Benchmarks bolstered gains on the back of an improving economy. However, towards the end of yesterday’s trading session, fears of a possible military strike on Syria gripped investors. Real GDP for the second quarter came in at 2.5%, ahead of previous quarter’s figure of 1.1%. This was also well ahead of the consensus estimate of 2.1%. Significant improvement was witnessed in several pockets of the economy. Real personal consumption expenditure, real nonresidential fixed investment and real exports of goods and services witnessed increases of 1.8%, 4.4% and 8.6%, respectively.
A bunch of economic reports were also released yesterday which boosted investor sentiment. The number of Americans filing for unemployment benefits has decreased week over week. Initial claims numbers came in at 331,000, lower than previous week’s figure of 337,000. The 4-week moving average basis came in at 331,250, up 750 from previous week’s number of 330,500.
The Bloomberg Consumer Confidence Index dropped for the third week in a row. The consumer confidence index came in at -31.7 compared to -28.8, recorded in the previous week. The index has dropped nearly 8.2 points after peaking to a five-year high. Increase in mortgage rates and tensions brewing up in Syria are the factors responsible for low consumer confidence. Fears of an imminent attack have raised concerns over a possible increase in fuel costs.  The barometer which measures the state of the economy has dropped 2.5% points to -55.1. The gauge which indicates the buying climate decreased to -38.7 from previously week’s figure of -36.7.
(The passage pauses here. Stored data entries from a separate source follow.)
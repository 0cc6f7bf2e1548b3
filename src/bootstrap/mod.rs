//! Bootstrap Module
//!
//! Startup barrier of a node. After the local listeners are bound, the node
//! connects to every node of the registry (itself included) in increasing id
//! order, retrying the same id forever with a fixed delay until it answers.
//!
//! ```text
//! Unconnected -> Connecting(0) -> ... -> Connecting(N-1) -> Ready
//! ```
//!
//! `Ready` is entered once and never left. Coordination calls that need peers
//! wait for it; nothing about the retry policy is bounded.

pub mod service;
pub mod types;

#[cfg(test)]
mod tests;
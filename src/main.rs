use clap::Parser;
use distributed_cache::cli::Cli;
use distributed_cache::server;

fn init_tracing() {
    use tracing_subscriber::{EnvFilter, fmt};

    let filter = EnvFilter::try_from_default_env().unwrap_or_else(|_| EnvFilter::new("info"));
    let _ = fmt().with_env_filter(filter).try_init();
}

#[tokio::main]
async fn main() -> anyhow::Result<()> {
    init_tracing();

    let config = Cli::parse().into_config()?;

    tracing::info!(
        "Starting node {} of {} (client {})",
        config.local,
        config.registry.len(),
        config.client_addr
    );
    for (id, addr) in config.registry.iter() {
        tracing::info!("  - node {} peer endpoint {}", id, addr);
    }

    server::run(config).await
}
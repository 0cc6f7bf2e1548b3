use std::net::IpAddr;
use std::sync::Arc;
use std::time::Duration;

use clap::Parser;

use crate::config::{DEFAULT_CLIENT_BASE_PORT, DEFAULT_CLIENT_IP, DEFAULT_PEERS, NodeConfig};
use crate::error::CacheError;
use crate::registry::NodeRegistry;
use crate::registry::types::NodeId;

#[derive(Parser, Debug)]
#[command(author, version, about = "Run one node of the distributed cache cluster")]
pub struct Cli {
    /// Index of this node in the peer table.
    pub node_id: u32,

    /// Peer endpoints of every node, in node id order (host:port).
    #[arg(long = "peer", value_delimiter = ',', default_values_t = default_peers())]
    pub peers: Vec<String>,

    /// Address the client listener binds to.
    #[arg(long, default_value_t = DEFAULT_CLIENT_IP)]
    pub client_ip: IpAddr,

    /// Client port of node 0; node i listens on base + i.
    #[arg(long, default_value_t = DEFAULT_CLIENT_BASE_PORT)]
    pub client_base_port: u16,

    /// Timeout for every outbound peer call, in seconds.
    #[arg(long, default_value_t = 10)]
    pub call_timeout_secs: u64,

    /// Delay between bootstrap connection attempts, in milliseconds.
    #[arg(long, default_value_t = 1000)]
    pub retry_delay_ms: u64,
}

fn default_peers() -> Vec<String> {
    DEFAULT_PEERS.iter().map(|peer| peer.to_string()).collect()
}

impl Cli {
    pub fn into_config(self) -> Result<NodeConfig, CacheError> {
        let local = NodeId(self.node_id);
        let registry = Arc::new(NodeRegistry::from_entries(&self.peers)?);
        let client_addr =
            NodeConfig::client_addr_for(self.client_ip, self.client_base_port, local)?;

        NodeConfig::new(local, registry, client_addr)?.with_timeouts(
            Duration::from_secs(self.call_timeout_secs),
            Duration::from_millis(self.retry_delay_ms),
        )
    }
}
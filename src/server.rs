//! Node wiring: listeners, routers and the bootstrap task.
//!
//! Each node serves two independent entry points, one for clients and one for
//! peers, and runs the bootstrap sequence next to them. All three share the
//! node's [`CacheStore`] and [`PeerConnectionPool`].

use anyhow::{Context, Result};
use std::net::SocketAddr;
use std::sync::Arc;
use tokio::net::TcpListener;
use tokio::task::JoinHandle;

use crate::bootstrap::service::Bootstrap;
use crate::cache::store::CacheStore;
use crate::config::NodeConfig;
use crate::coordination::{handlers as client_handlers, service::CoordinationService};
use crate::error::CacheError;
use crate::peer::client::HttpConnector;
use crate::peer::handlers as peer_handlers;
use crate::peer::pool::PeerConnectionPool;

/// Binds the peer and client listeners. Failure here is fatal for the node.
pub async fn bind_listeners(config: &NodeConfig) -> Result<(TcpListener, TcpListener), CacheError> {
    let peer_addr = config.peer_bind_addr()?;
    let peer_listener = TcpListener::bind(&peer_addr)
        .await
        .map_err(|source| CacheError::Bind {
            addr: peer_addr.clone(),
            source,
        })?;

    let client_listener = TcpListener::bind(config.client_addr)
        .await
        .map_err(|source| CacheError::Bind {
            addr: config.client_addr.to_string(),
            source,
        })?;

    Ok((peer_listener, client_listener))
}

/// A started node and the tasks serving it.
pub struct RunningNode {
    pub coordinator: Arc<CoordinationService>,
    client_addr: SocketAddr,
    peer_server: JoinHandle<std::io::Result<()>>,
    client_server: JoinHandle<std::io::Result<()>>,
    bootstrap: JoinHandle<Result<(), CacheError>>,
}

impl RunningNode {
    pub fn client_addr(&self) -> SocketAddr {
        self.client_addr
    }

    pub fn store(&self) -> &Arc<CacheStore> {
        self.coordinator.store()
    }

    pub fn pool(&self) -> &Arc<PeerConnectionPool> {
        self.coordinator.pool()
    }

    /// Runs until one of the listeners stops.
    pub async fn serve(self) -> Result<()> {
        let local = self.coordinator.local_node_id();
        let bootstrap = self.bootstrap;
        tokio::spawn(async move {
            match bootstrap.await {
                Ok(Ok(())) => {}
                Ok(Err(e)) => tracing::error!("Bootstrap of node {} failed: {}", local, e),
                Err(e) => tracing::error!("Bootstrap task of node {} stopped: {}", local, e),
            }
        });

        tokio::select! {
            result = self.peer_server => {
                result.context("peer server task failed")?.context("peer server stopped")?;
            }
            result = self.client_server => {
                result.context("client server task failed")?.context("client server stopped")?;
            }
        }

        anyhow::bail!("node {} listener exited", local)
    }
}

/// Starts a node on already-bound listeners.
///
/// The listeners serve immediately; bootstrap runs in the background and the
/// client API waits for it wherever peers are needed.
pub async fn start(
    config: NodeConfig,
    peer_listener: TcpListener,
    client_listener: TcpListener,
) -> Result<RunningNode> {
    let local = config.local;
    let store = Arc::new(CacheStore::new());
    let pool = Arc::new(PeerConnectionPool::new());
    let coordinator = Arc::new(
        CoordinationService::new(local, config.registry.clone(), store.clone(), pool.clone())
            .with_call_timeout(config.call_timeout),
    );

    let peer_addr = peer_listener
        .local_addr()
        .context("peer listener has no local address")?;
    let client_addr = client_listener
        .local_addr()
        .context("client listener has no local address")?;

    let peer_app = peer_handlers::router(local, store);
    tracing::info!("Start peer server, node:{} addr:{}", local, peer_addr);
    let peer_server = tokio::spawn(async move { axum::serve(peer_listener, peer_app).await });

    let client_app = client_handlers::router(coordinator.clone());
    tracing::info!("Start client server, node:{} addr:{}", local, client_addr);
    let client_server = tokio::spawn(async move { axum::serve(client_listener, client_app).await });

    let connector = Arc::new(HttpConnector::new(config.call_timeout));
    let bootstrap = Bootstrap::new(local, config.registry.clone(), pool, connector)
        .with_retry_delay(config.retry_delay);
    let bootstrap = tokio::spawn(bootstrap.run());

    Ok(RunningNode {
        coordinator,
        client_addr,
        peer_server,
        client_server,
        bootstrap,
    })
}

/// Binds, starts and serves a node until a listener fails.
pub async fn run(config: NodeConfig) -> Result<()> {
    let (peer_listener, client_listener) = bind_listeners(&config).await?;
    let node = start(config, peer_listener, client_listener).await?;
    node.serve().await
}
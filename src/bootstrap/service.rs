use std::sync::Arc;
use std::time::Duration;

use super::types::BootstrapState;
use crate::error::CacheError;
use crate::peer::client::{PeerConnector, PeerHandle};
use crate::peer::pool::PeerConnectionPool;
use crate::registry::NodeRegistry;
use crate::registry::types::NodeId;

/// Fixed delay between two connection attempts to the same node.
pub const RETRY_DELAY: Duration = Duration::from_secs(1);

pub struct Bootstrap {
    local: NodeId,
    registry: Arc<NodeRegistry>,
    pool: Arc<PeerConnectionPool>,
    connector: Arc<dyn PeerConnector>,
    retry_delay: Duration,
}

impl Bootstrap {
    pub fn new(
        local: NodeId,
        registry: Arc<NodeRegistry>,
        pool: Arc<PeerConnectionPool>,
        connector: Arc<dyn PeerConnector>,
    ) -> Self {
        Self {
            local,
            registry,
            pool,
            connector,
            retry_delay: RETRY_DELAY,
        }
    }

    pub fn with_retry_delay(mut self, retry_delay: Duration) -> Self {
        self.retry_delay = retry_delay;
        self
    }

    /// Connects to every node in id order and installs the handles.
    ///
    /// Does not return until every node has answered.
    pub async fn run(self) -> Result<(), CacheError> {
        let mut handles: Vec<PeerHandle> = Vec::with_capacity(self.registry.len());

        for (id, addr) in self.registry.iter() {
            self.pool.advance(BootstrapState::Connecting(id));
            let mut attempts: u64 = 0;

            let handle = loop {
                attempts += 1;
                match self.connector.connect(id, addr).await {
                    Ok(handle) => break handle,
                    Err(e) => {
                        tracing::warn!(
                            "Connect to peer failed, local:{} node:{} addr:{} attempt:{}: {}",
                            self.local,
                            id,
                            addr,
                            attempts,
                            e
                        );
                        tokio::time::sleep(self.retry_delay).await;
                    }
                }
            };

            tracing::info!(
                "Connected to peer, local:{} node:{} addr:{}",
                self.local,
                id,
                addr
            );
            handles.push(handle);
        }

        self.pool.install(handles)?;
        tracing::info!(
            "Node {} ready, {} peer connections established",
            self.local,
            self.registry.len()
        );
        Ok(())
    }
}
On the international front, Germany continues to show signs of an economic recovery. Germany’s inflation for the month of August came in at 1.5%. This is well below previous month’s figure of 1.9%. Germany’s inflation is marginally below the Euro Zone’s figure of 1.6%. Employment numbers of the country also improved month over month, last witnessed during May. According to the German Labor Office data, the number of jobless individuals for the month of August came in at 2.943 million, an increase of 7,000. For the fourth consecutive month, less than 3 million people remained unemployed in Germany
Technology stocks gained the most during yesterday’s trading session. The Technology SPDR (XLK) gained 0.6%. Stocks such as Apple Inc. (NASDAQ:AAPL), Microsoft Corporation (NASDAQ:MSFT), Google Inc (NASDAQ:GOOG), International Business Machines Corp. (NYSE:IBM) and Oracle Corporation (NYSE:ORCL) gained 0.2%, 1.6%, 0.8%, 0.3% and 0.1%, respectively.
Energy stocks suffered the most. Energy Select Sector SPDR (XLE) lost nearly 1%. Stocks such as Exxon Mobil Corporation (NYSE:XOM), Chevron Corporation (NYSE:CVX), Hess Corp. (NYSE:HES), ConocoPhillips (NYSE:COP) and Marathon Petroleum Corp (NYSE:MPC) lost 1.8%, 1.2%, 0.9%, 0.9% and 0.6%, respectively.